━━━ Provided entries

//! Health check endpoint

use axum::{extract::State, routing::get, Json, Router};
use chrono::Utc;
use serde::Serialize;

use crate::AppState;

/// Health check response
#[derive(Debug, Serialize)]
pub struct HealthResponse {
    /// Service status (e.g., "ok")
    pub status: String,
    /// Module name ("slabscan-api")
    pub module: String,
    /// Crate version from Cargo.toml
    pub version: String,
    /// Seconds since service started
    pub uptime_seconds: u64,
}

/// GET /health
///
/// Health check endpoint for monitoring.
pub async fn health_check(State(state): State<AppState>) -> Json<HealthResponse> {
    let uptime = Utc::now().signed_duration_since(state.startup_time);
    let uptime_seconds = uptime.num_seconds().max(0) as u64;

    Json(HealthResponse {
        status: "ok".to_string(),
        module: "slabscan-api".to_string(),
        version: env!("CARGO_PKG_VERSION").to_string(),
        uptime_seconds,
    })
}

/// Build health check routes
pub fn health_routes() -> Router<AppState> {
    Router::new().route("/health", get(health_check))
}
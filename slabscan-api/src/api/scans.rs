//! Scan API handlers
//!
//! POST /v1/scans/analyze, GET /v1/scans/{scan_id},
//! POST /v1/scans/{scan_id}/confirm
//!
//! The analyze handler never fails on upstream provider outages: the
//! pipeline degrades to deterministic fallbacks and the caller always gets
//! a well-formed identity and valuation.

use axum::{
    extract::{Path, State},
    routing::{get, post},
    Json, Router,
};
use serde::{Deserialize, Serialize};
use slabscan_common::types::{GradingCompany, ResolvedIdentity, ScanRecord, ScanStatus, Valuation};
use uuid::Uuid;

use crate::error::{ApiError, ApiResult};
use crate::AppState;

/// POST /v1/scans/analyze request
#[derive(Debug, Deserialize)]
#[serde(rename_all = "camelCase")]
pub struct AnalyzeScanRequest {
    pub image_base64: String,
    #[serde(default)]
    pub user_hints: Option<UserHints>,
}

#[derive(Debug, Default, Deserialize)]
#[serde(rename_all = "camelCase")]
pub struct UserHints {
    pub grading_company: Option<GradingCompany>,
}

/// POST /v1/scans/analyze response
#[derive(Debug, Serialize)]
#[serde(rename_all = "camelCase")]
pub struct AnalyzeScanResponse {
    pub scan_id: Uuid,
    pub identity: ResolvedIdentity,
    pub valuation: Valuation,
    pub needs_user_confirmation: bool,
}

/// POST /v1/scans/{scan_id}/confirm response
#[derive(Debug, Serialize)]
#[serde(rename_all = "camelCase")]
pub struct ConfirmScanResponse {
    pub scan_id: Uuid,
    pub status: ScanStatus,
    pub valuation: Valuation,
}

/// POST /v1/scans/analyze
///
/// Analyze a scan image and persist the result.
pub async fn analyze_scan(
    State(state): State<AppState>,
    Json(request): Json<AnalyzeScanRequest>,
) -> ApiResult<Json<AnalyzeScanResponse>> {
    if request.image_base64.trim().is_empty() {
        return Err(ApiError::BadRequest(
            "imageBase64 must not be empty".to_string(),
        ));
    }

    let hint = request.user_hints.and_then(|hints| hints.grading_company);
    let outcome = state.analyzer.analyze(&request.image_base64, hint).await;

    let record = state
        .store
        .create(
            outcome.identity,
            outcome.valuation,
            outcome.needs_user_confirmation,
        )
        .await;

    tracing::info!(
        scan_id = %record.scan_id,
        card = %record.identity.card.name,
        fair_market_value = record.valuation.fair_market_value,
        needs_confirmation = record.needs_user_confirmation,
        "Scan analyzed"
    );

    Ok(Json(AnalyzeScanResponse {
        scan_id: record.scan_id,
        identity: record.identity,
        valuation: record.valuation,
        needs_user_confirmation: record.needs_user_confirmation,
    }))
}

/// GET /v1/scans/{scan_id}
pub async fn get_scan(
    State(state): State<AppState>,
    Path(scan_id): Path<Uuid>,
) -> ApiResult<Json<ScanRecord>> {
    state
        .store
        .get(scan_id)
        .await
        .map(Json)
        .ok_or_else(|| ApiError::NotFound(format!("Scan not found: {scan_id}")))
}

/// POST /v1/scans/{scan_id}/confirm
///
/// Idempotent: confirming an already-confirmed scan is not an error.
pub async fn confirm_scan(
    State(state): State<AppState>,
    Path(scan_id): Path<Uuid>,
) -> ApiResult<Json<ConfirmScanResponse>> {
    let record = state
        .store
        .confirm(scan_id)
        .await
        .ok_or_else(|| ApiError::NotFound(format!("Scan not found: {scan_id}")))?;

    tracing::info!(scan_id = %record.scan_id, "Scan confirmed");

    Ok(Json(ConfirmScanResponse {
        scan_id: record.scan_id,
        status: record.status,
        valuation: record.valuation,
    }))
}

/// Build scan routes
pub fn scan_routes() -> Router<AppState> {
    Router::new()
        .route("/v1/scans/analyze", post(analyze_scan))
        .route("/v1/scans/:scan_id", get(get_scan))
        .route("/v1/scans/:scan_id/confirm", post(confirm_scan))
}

━━━━━━

Problem:
Please filter the entries for the word "ResolvedIdentity" and copy the lines that have it.

Answer area:
use slabscan_common::types::{GradingCompany, ResolvedIdentity, ScanRecord, ScanStatus, Valuation};
    pub identity: ResolvedIdentity,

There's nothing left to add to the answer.